All of these problems are having a direct impact on the nursing workforce in prisons. Our ability to retain excellent staff is being compromised in an already over-stretched NHS, while negative media coverage of riots and assaults in prisons is affecting their morale. These issues were raised and debated at the RCN Congress in May 2018 and as a result we are now seeing professional unions not only highlighting their own concerns but also working together in a bid to help find common solutions and influence government policy. I have had the opportunity to visit other prisons in Europe and further afield where many of the issues we face in the UK are also causing concern. We can certainly learn from each other and it has been good to see much greater international collaboration and sharing of ideas and solutions.
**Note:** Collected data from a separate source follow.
//! # Worker Pool
//!
//! Pulls leased jobs from the [`DeliveryQueue`] and hands them to a [`JobHandler`]
//! with bounded global concurrency. The handler's disposition decides whether the
//! lease is acked or returned to the queue with a delay. Cancellation stops new
//! dequeues; in-flight jobs are given a grace period to finish.

use crate::error::{WebhookDeliveryError, WebhookDeliveryResult};
use crate::metrics::WebhookMetrics;
use crate::models::DeliveryJob;
use crate::queue::{DeliveryQueue, Lease};
use async_trait::async_trait;
use serde::Serialize;
use std::sync::atomic::{AtomicBool, AtomicU64, Ordering};
use std::sync::Arc;
use std::time::Duration;
use tokio::sync::Semaphore;
use tokio_util::sync::CancellationToken;
use tracing::{debug, error, info, warn};

/// What the pool should do with a lease once its job was handled
#[derive(Debug, Clone, Copy, PartialEq, Eq)]
pub enum JobDisposition {
    /// Remove the job from the queue
    Ack,
    /// Make the job visible again after `delay`
    Requeue { delay: Duration },
}

/// Handles one dequeued job
#[async_trait]
pub trait JobHandler: Send + Sync {
    async fn handle(&self, job: &DeliveryJob) -> JobDisposition;
}

/// Worker pool settings
#[derive(Debug, Clone)]
pub struct PoolSettings {
    /// Maximum jobs handled at once
    pub concurrency: usize,
    /// How long one dequeue call waits for a job
    pub poll_wait: Duration,
    /// How long shutdown waits for in-flight jobs
    pub shutdown_grace: Duration,
}

impl Default for PoolSettings {
    fn default() -> Self {
        Self {
            concurrency: 10,
            poll_wait: Duration::from_secs(1),
            shutdown_grace: Duration::from_secs(30),
        }
    }
}

/// Pool statistics
#[derive(Debug, Clone, Copy, Default, PartialEq, Eq, Serialize)]
#[serde(rename_all = "camelCase")]
pub struct PoolStats {
    pub running: bool,
    pub processed: u64,
    pub in_flight: usize,
    pub concurrency: usize,
}

/// Bounded-concurrency consumer of the delivery queue
#[derive(Clone)]
pub struct WorkerPool {
    queue: Arc<dyn DeliveryQueue>,
    handler: Arc<dyn JobHandler>,
    settings: PoolSettings,
    metrics: WebhookMetrics,
    limiter: Arc<Semaphore>,
    running: Arc<AtomicBool>,
    processed: Arc<AtomicU64>,
}

impl WorkerPool {
    pub fn new(
        queue: Arc<dyn DeliveryQueue>,
        handler: Arc<dyn JobHandler>,
        settings: PoolSettings,
        metrics: WebhookMetrics,
    ) -> Self {
        let concurrency = settings.concurrency.max(1);
        Self {
            queue,
            handler,
            settings: PoolSettings {
                concurrency,
                ..settings
            },
            metrics,
            limiter: Arc::new(Semaphore::new(concurrency)),
            running: Arc::new(AtomicBool::new(false)),
            processed: Arc::new(AtomicU64::new(0)),
        }
    }

    /// Consume the queue until `shutdown` is cancelled, then drain in-flight jobs
    pub async fn run(&self, shutdown: CancellationToken) -> WebhookDeliveryResult<()> {
        if self.running.swap(true, Ordering::SeqCst) {
            return Err(WebhookDeliveryError::invalid_state("worker pool is already running"));
        }
        info!(concurrency = self.settings.concurrency, "Starting delivery worker pool");

        loop {
            let permit = tokio::select! {
                _ = shutdown.cancelled() => break,
                permit = self.limiter.clone().acquire_owned() => permit
                    .map_err(|_| WebhookDeliveryError::internal("worker pool limiter closed"))?,
            };

            let lease = tokio::select! {
                _ = shutdown.cancelled() => break,
                lease = self.queue.dequeue(self.settings.poll_wait) => lease,
            };

            match lease {
                Ok(Some(lease)) => {
                    let pool = self.clone();
                    tokio::spawn(async move {
                        let _permit = permit;
                        pool.execute(lease).await;
                    });
                }
                Ok(None) => {
                    drop(permit);
                    self.refresh_queue_depth().await;
                }
                Err(e) => {
                    drop(permit);
                    error!(error = %e, "Failed to dequeue delivery job");
                    tokio::select! {
                        _ = shutdown.cancelled() => break,
                        _ = tokio::time::sleep(self.settings.poll_wait) => {}
                    }
                }
            }
        }

        self.drain().await;
        self.running.store(false, Ordering::SeqCst);
        info!(
            processed = self.processed.load(Ordering::Relaxed),
            "Delivery worker pool stopped"
        );
        Ok(())
    }

    /// Dequeue and handle a single job inline; returns `None` if none arrived within `wait`
    pub async fn process_next(&self, wait: Duration) -> WebhookDeliveryResult<Option<JobDisposition>> {
        match self.queue.dequeue(wait).await? {
            Some(lease) => Ok(Some(self.execute(lease).await)),
            None => Ok(None),
        }
    }

    pub fn stats(&self) -> PoolStats {
        PoolStats {
            running: self.running.load(Ordering::SeqCst),
            processed: self.processed.load(Ordering::Relaxed),
            in_flight: self.settings.concurrency - self.limiter.available_permits(),
            concurrency: self.settings.concurrency,
        }
    }

    async fn execute(&self, lease: Lease) -> JobDisposition {
        self.metrics.worker_started();
        let disposition = self.handler.handle(&lease.job).await;

        let result = match disposition {
            JobDisposition::Ack => self.queue.ack(&lease).await,
            JobDisposition::Requeue { delay } => {
                debug!(
                    delivery_id = %lease.job.delivery_id,
                    delay_ms = delay.as_millis() as u64,
                    "Requeueing delivery job"
                );
                self.queue.nack(&lease, delay).await
            }
        };
        if let Err(e) = result {
            // The lease expires and the job is redelivered
            warn!(delivery_id = %lease.job.delivery_id, error = %e, "Failed to settle lease");
        }

        self.processed.fetch_add(1, Ordering::Relaxed);
        self.metrics.worker_finished();
        disposition
    }

    async fn drain(&self) {
        let permits = self.settings.concurrency as u32;
        match tokio::time::timeout(
            self.settings.shutdown_grace,
            self.limiter.acquire_many(permits),
        )
        .await
        {
            Ok(Ok(_all)) => debug!("All in-flight deliveries finished"),
            Ok(Err(_)) => warn!("Worker pool limiter closed during drain"),
            Err(_) => warn!(
                in_flight = self.settings.concurrency - self.limiter.available_permits(),
                "Shutdown grace period elapsed with deliveries still in flight"
            ),
        }
    }

    async fn refresh_queue_depth(&self) {
        match self.queue.depth().await {
            Ok(depth) => self.metrics.set_queue_depth(depth),
            Err(e) => debug!(error = %e, "Could not read queue depth"),
        }
    }
}

#[cfg(test)]
mod tests {
    use super::*;
    use crate::queue::MemoryDeliveryQueue;
    use parking_lot::Mutex;
    use std::collections::HashSet;
    use uuid::Uuid;

    #[derive(Default)]
    struct CountingHandler {
        seen: Mutex<Vec<Uuid>>,
        requeue_first: Mutex<HashSet<Uuid>>,
        concurrent: AtomicU64,
        peak: AtomicU64,
    }

    #[async_trait]
    impl JobHandler for CountingHandler {
        async fn handle(&self, job: &DeliveryJob) -> JobDisposition {
            let now = self.concurrent.fetch_add(1, Ordering::SeqCst) + 1;
            self.peak.fetch_max(now, Ordering::SeqCst);
            tokio::time::sleep(Duration::from_millis(20)).await;
            self.concurrent.fetch_sub(1, Ordering::SeqCst);

            self.seen.lock().push(job.delivery_id);
            if self.requeue_first.lock().insert(job.delivery_id) {
                JobDisposition::Requeue {
                    delay: Duration::ZERO,
                }
            } else {
                JobDisposition::Ack
            }
        }
    }

    fn pool(
        queue: &MemoryDeliveryQueue,
        handler: Arc<CountingHandler>,
        concurrency: usize,
    ) -> WorkerPool {
        WorkerPool::new(
            Arc::new(queue.clone()),
            handler,
            PoolSettings {
                concurrency,
                poll_wait: Duration::from_millis(10),
                shutdown_grace: Duration::from_secs(5),
            },
            WebhookMetrics::new("pool_test").unwrap(),
        )
    }

    #[tokio::test]
    async fn test_process_next_requeues_then_acks() {
        let queue = MemoryDeliveryQueue::default();
        let handler = Arc::new(CountingHandler::default());
        let pool = pool(&queue, handler.clone(), 1);
        queue
            .enqueue(DeliveryJob::new(Uuid::new_v4()), Duration::ZERO)
            .await
            .unwrap();

        let first = pool.process_next(Duration::ZERO).await.unwrap();
        assert!(matches!(first, Some(JobDisposition::Requeue { .. })));

        let second = pool.process_next(Duration::ZERO).await.unwrap();
        assert_eq!(second, Some(JobDisposition::Ack));

        assert_eq!(pool.process_next(Duration::ZERO).await.unwrap(), None);
        assert_eq!(handler.seen.lock().len(), 2);
    }

    #[tokio::test]
    async fn test_run_respects_concurrency_and_drains_on_shutdown() {
        let queue = MemoryDeliveryQueue::default();
        let handler = Arc::new(CountingHandler::default());
        let pool = pool(&queue, handler.clone(), 3);

        for _ in 0..12 {
            queue
                .enqueue(DeliveryJob::new(Uuid::new_v4()), Duration::ZERO)
                .await
                .unwrap();
        }

        let shutdown = CancellationToken::new();
        let runner = {
            let pool = pool.clone();
            let shutdown = shutdown.clone();
            tokio::spawn(async move { pool.run(shutdown).await })
        };

        // every job is handled twice: requeued once, then acked
        for _ in 0..200 {
            if handler.seen.lock().len() >= 24 {
                break;
            }
            tokio::time::sleep(Duration::from_millis(10)).await;
        }
        shutdown.cancel();
        runner.await.unwrap().unwrap();

        assert_eq!(handler.seen.lock().len(), 24);
        assert!(handler.peak.load(Ordering::SeqCst) <= 3);
        assert!(!pool.stats().running);
        assert_eq!(queue.depth().await.unwrap(), Default::default());
    }
}
//! Main binary entry point for the AI-CORE Webhook Delivery Service
//!
//! Runs the delivery worker pool together with the operational HTTP server
//! (`/health`, `/metrics`).

use anyhow::Context;
use clap::Parser;
use std::process;
use tracing::{error, info, warn};
use tracing_subscriber::{layer::SubscriberExt, util::SubscriberInitExt, EnvFilter};
use webhook_delivery_service::config::CONFIG_FILE_ENV;
use webhook_delivery_service::{WebhookDeliveryConfig, WebhookService};

/// Command line arguments
#[derive(Debug, Parser)]
#[command(name = "webhook-delivery-server", version, about)]
struct Args {
    /// Configuration file, layered between defaults and environment variables
    #[arg(short, long, env = CONFIG_FILE_ENV)]
    config: Option<String>,

    /// Validate the configuration and exit
    #[arg(long)]
    check_config: bool,
}

#[tokio::main]
async fn main() {
    if let Err(e) = dotenvy::dotenv() {
        if !e.not_found() {
            eprintln!("Failed to read .env file: {}", e);
        }
    }
    let args = Args::parse();

    if let Err(e) = init_tracing() {
        eprintln!("Failed to initialize tracing: {}", e);
        process::exit(1);
    }

    info!(
        "Starting AI-CORE Webhook Delivery Service v{}",
        env!("CARGO_PKG_VERSION")
    );

    if let Err(e) = run(args).await {
        error!("Webhook delivery service failed: {:#}", e);
        process::exit(1);
    }

    info!("AI-CORE Webhook Delivery Service shutdown complete");
}

async fn run(args: Args) -> anyhow::Result<()> {
    let config = WebhookDeliveryConfig::load(args.config.as_deref())
        .context("Failed to load configuration")?;
    config
        .validate()
        .context("Configuration validation failed")?;
    log_configuration(&config);

    if args.check_config {
        info!("Configuration is valid");
        return Ok(());
    }

    let service = WebhookService::new(config)
        .await
        .context("Failed to initialize service")?;
    service.start().await.context("Service error")?;
    Ok(())
}

/// Initialize tracing/logging
fn init_tracing() -> Result<(), Box<dyn std::error::Error>> {
    let log_level =
        std::env::var("WEBHOOK_DELIVERY_LOG_LEVEL").unwrap_or_else(|_| "info".to_string());
    let log_format =
        std::env::var("WEBHOOK_DELIVERY_LOG_FORMAT").unwrap_or_else(|_| "json".to_string());

    let filter = EnvFilter::try_from_default_env()
        .or_else(|_| EnvFilter::try_new(&log_level))
        .or_else(|_| EnvFilter::try_new("info"))?;

    match log_format.as_str() {
        "json" => {
            tracing_subscriber::registry()
                .with(filter)
                .with(tracing_subscriber::fmt::layer().json())
                .try_init()?;
        }
        "pretty" | "text" => {
            tracing_subscriber::registry()
                .with(filter)
                .with(
                    tracing_subscriber::fmt::layer()
                        .pretty()
                        .with_file(true)
                        .with_line_number(true)
                        .with_thread_ids(true)
                        .with_target(false),
                )
                .try_init()?;
        }
        _ => {
            tracing_subscriber::registry()
                .with(filter)
                .with(tracing_subscriber::fmt::layer().compact())
                .try_init()?;
        }
    }

    Ok(())
}

/// Log the backends and limits this process runs with
fn log_configuration(config: &WebhookDeliveryConfig) {
    if config.database.enabled {
        info!(max_connections = config.database.max_connections, "Store: PostgreSQL");
    } else {
        warn!("Store: in-memory (records are lost on restart)");
    }

    if config.redis.enabled {
        info!(
            key_prefix = %config.redis.key_prefix,
            visibility_timeout = config.redis.visibility_timeout,
            "Queue: Redis"
        );
    } else {
        warn!("Queue: in-memory (jobs are lost on restart)");
    }

    if config.worker.enabled {
        info!(
            concurrency = config.worker.concurrency,
            request_timeout = config.delivery.request_timeout,
            "Worker pool enabled"
        );
    } else {
        info!("Worker pool disabled; this process only serves health and metrics");
    }

    if config.registry.require_https {
        info!("HTTPS required for endpoint URLs");
    }

    info!(
        max_attempts = config.retry.max_attempts,
        strategy = ?config.retry.backoff_strategy,
        initial_delay_ms = config.retry.initial_delay_ms,
        max_delay_ms = config.retry.max_delay_ms,
        "Default retry policy"
    );
}

#[cfg(test)]
mod tests {
    use super::*;

    #[test]
    fn test_args_parse() {
        let args = Args::parse_from(["webhook-delivery-server", "--check-config"]);
        assert!(args.check_config);
    }

    #[test]
    fn test_log_configuration() {
        log_configuration(&WebhookDeliveryConfig::default());
    }
}
impl LifecycleEvent {
    /// Stable identifier of this logical event.
    ///
    /// A redelivered copy of the same event (same model, event name, request id and
    /// timestamp) yields the same id, which keeps the dispatcher's idempotency key stable.
    pub fn event_id(&self) -> String {
        if let Some(id) = self.id.as_deref().filter(|id| !id.is_empty()) {
            return id.to_string();
        }

        let mut hasher = Sha256::new();
        hasher.update(self.model.as_bytes());
        hasher.update(b"|");
        hasher.update(self.event.as_bytes());
        hasher.update(b"|");
        hasher.update(self.context.request_id.as_bytes());
        hasher.update(b"|");
        hasher.update(self.context.timestamp.to_rfc3339().as_bytes());
        hex::encode(hasher.finalize())
    }

    /// Lower-cased model name, the key used in trigger tables
    pub fn model_key(&self) -> String {
        self.model.to_lowercase()
    }

    /// Trigger verb for this event (`created` → `create`)
    pub fn action(&self) -> String {
        normalize_action(&self.event)
    }

    /// Event type as sent to endpoints, e.g. `user.created`
    pub fn event_type(&self) -> String {
        format!("{}.{}", self.model_key(), self.event.to_lowercase())
    }
}

/// Lifecycle verbs, in both trigger and past-tense form
const LIFECYCLE_VERBS: [(&str, &str); 4] = [
    ("create", "created"),
    ("update", "updated"),
    ("delete", "deleted"),
    ("restore", "restored"),
];

fn lifecycle_verb(name: &str) -> Option<&'static str> {
    LIFECYCLE_VERBS
        .iter()
        .find(|(verb, past)| name == *verb || name == *past)
        .map(|(verb, _)| *verb)
}

/// Map a lifecycle event name onto the verb used in trigger tables.
///
/// `after_`/`before_` prefixes are always stripped. The bare `after`/`before` hook
/// prefix (`afterUpdate`) is only stripped in front of a lifecycle verb, so names like
/// `aftermath` stay intact.
pub fn normalize_action(event: &str) -> String {
    let lowered = event.trim().to_lowercase();
    let stripped = lowered
        .strip_prefix("after_")
        .or_else(|| lowered.strip_prefix("before_"))
        .or_else(|| {
            lowered
                .strip_prefix("after")
                .or_else(|| lowered.strip_prefix("before"))
                .filter(|rest| lifecycle_verb(rest).is_some())
        })
        .filter(|rest| !rest.is_empty())
        .unwrap_or(&lowered);

    lifecycle_verb(stripped).unwrap_or(stripped).to_string()
}

/// HTTP method used for a webhook call
#[derive(Debug, Clone, Copy, Default, PartialEq, Eq, Serialize, Deserialize)]
#[serde(rename_all = "UPPERCASE")]
pub enum WebhookMethod {
    #[default]
    Post,
    Put,
    Patch,
}

impl WebhookMethod {
    pub fn as_str(&self) -> &'static str {
        match self {
            Self::Post => "POST",
            Self::Put => "PUT",
            Self::Patch => "PATCH",
        }
    }
}

impl From<WebhookMethod> for reqwest::Method {
    fn from(method: WebhookMethod) -> Self {
        match method {
            WebhookMethod::Post => reqwest::Method::POST,
            WebhookMethod::Put => reqwest::Method::PUT,
            WebhookMethod::Patch => reqwest::Method::PATCH,
        }
    }
}

impl FromStr for WebhookMethod {
    type Err = String;

    fn from_str(s: &str) -> Result<Self, Self::Err> {
        match s.to_uppercase().as_str() {
            "POST" => Ok(Self::Post),
            "PUT" => Ok(Self::Put),
            "PATCH" => Ok(Self::Patch),
            other => Err(format!("unsupported webhook method: {}", other)),
        }
    }
}

/// Backoff strategy between attempts
#[derive(Debug, Clone, Copy, Default, PartialEq, Eq, Serialize, Deserialize)]
#[serde(rename_all = "lowercase")]
pub enum BackoffStrategy {
    Linear,
    #[default]
    Exponential,
}

/// Per-endpoint retry configuration
#[derive(Debug, Clone, PartialEq, Eq, Serialize, Deserialize)]
#[serde(rename_all = "camelCase")]
pub struct RetryPolicy {
    pub max_attempts: u32,
    pub backoff_strategy: BackoffStrategy,
    /// Base delay in milliseconds
    #[serde(rename = "initialDelay")]
    pub initial_delay_ms: u64,
    /// Upper bound for a single delay in milliseconds
    #[serde(rename = "maxDelay")]
    pub max_delay_ms: u64,
    pub jitter: bool,
    pub retry_on_status: Vec<u16>,
}
//! Security module for the AI-CORE Webhook Delivery Service
//!
//! Payload signing for outbound deliveries, the matching verification routine that
//! receivers (and our tests) use, endpoint secret generation and idempotency keys.

use crate::error::{WebhookDeliveryError, WebhookDeliveryResult};
use hmac::{Hmac, Mac};
use rand::rngs::OsRng;
use rand::RngCore;
use sha2::{Digest, Sha256};
use subtle::ConstantTimeEq;
use tracing::warn;
use uuid::Uuid;

type HmacSha256 = Hmac<Sha256>;

/// Prefix carried by every signature header value
pub const SIGNATURE_PREFIX: &str = "sha256=";

/// Prefix of generated endpoint secrets
pub const SECRET_PREFIX: &str = "whsec_";

/// Number of random bytes in an endpoint secret (256 bits)
const SECRET_BYTES: usize = 32;

/// Outbound header names
pub mod headers {
    pub const SIGNATURE: &str = "X-Webhook-Signature-256";
    pub const EVENT: &str = "X-Webhook-Event";
    pub const DELIVERY: &str = "X-Webhook-Delivery";
    pub const TIMESTAMP: &str = "X-Webhook-Timestamp";
}

/// Signing and verification helpers for webhook payloads
pub struct SecurityUtils;

impl SecurityUtils {
    /// Compute the `sha256=<hex>` signature of `payload` under `secret`
    pub fn sign_payload(payload: &[u8], secret: &str) -> WebhookDeliveryResult<String> {
        let mut mac = HmacSha256::new_from_slice(secret.as_bytes())
            .map_err(|e| WebhookDeliveryError::internal(format!("HMAC error: {}", e)))?;
        mac.update(payload);
        Ok(format!(
            "{}{}",
            SIGNATURE_PREFIX,
            hex::encode(mac.finalize().into_bytes())
        ))
    }

    /// Verify a signature header against `payload`.
    ///
    /// The `sha256=` prefix is optional. Comparison is constant-time; a malformed
    /// signature is reported as invalid rather than as an error.
    pub fn verify_signature(payload: &[u8], signature: &str, secret: &str) -> bool {
        let signature = signature
            .strip_prefix(SIGNATURE_PREFIX)
            .unwrap_or(signature);

        let provided = match hex::decode(signature) {
            Ok(bytes) => bytes,
            Err(_) => {
                warn!("Webhook signature is not valid hex");
                return false;
            }
        };

        let mut mac = match HmacSha256::new_from_slice(secret.as_bytes()) {
            Ok(mac) => mac,
            Err(_) => return false,
        };
        mac.update(payload);
        let computed = mac.finalize().into_bytes();

        let is_valid: bool = computed.as_slice().ct_eq(&provided).into();
        if !is_valid {
            warn!("Webhook signature verification failed");
        }
        is_valid
    }

    /// Generate a new 256-bit endpoint secret from the OS RNG
    pub fn generate_secret() -> String {
        let mut bytes = [0u8; SECRET_BYTES];
        OsRng.fill_bytes(&mut bytes);
        format!("{}{}", SECRET_PREFIX, hex::encode(bytes))
    }

    /// Idempotency key for an (endpoint, event) pairing: hex(SHA-256(endpointId ":" eventId))
    pub fn idempotency_key(endpoint_id: &Uuid, event_id: &str) -> String {
        let mut hasher = Sha256::new();
        hasher.update(endpoint_id.to_string().as_bytes());
        hasher.update(b":");
        hasher.update(event_id.as_bytes());
        hex::encode(hasher.finalize())
    }
}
The road ahead for prison nursing is as challenging now as it has always been; indeed, more so. Yet despite these complexities, we have some of the most creative, dedicated and committed nursing staff working on the "frontline", delivering compassionate, quality care. One thing is certain: we cannot afford to lose such a valuable workforce. People in prison come from vulnerable communities and commonly have to endure poverty and poor health, education and life chances. It is important to realise that they need care, treatment and professional nursing support to improve their health and wellbeing in prison but also in preparation for their lives beyond, after they are released•.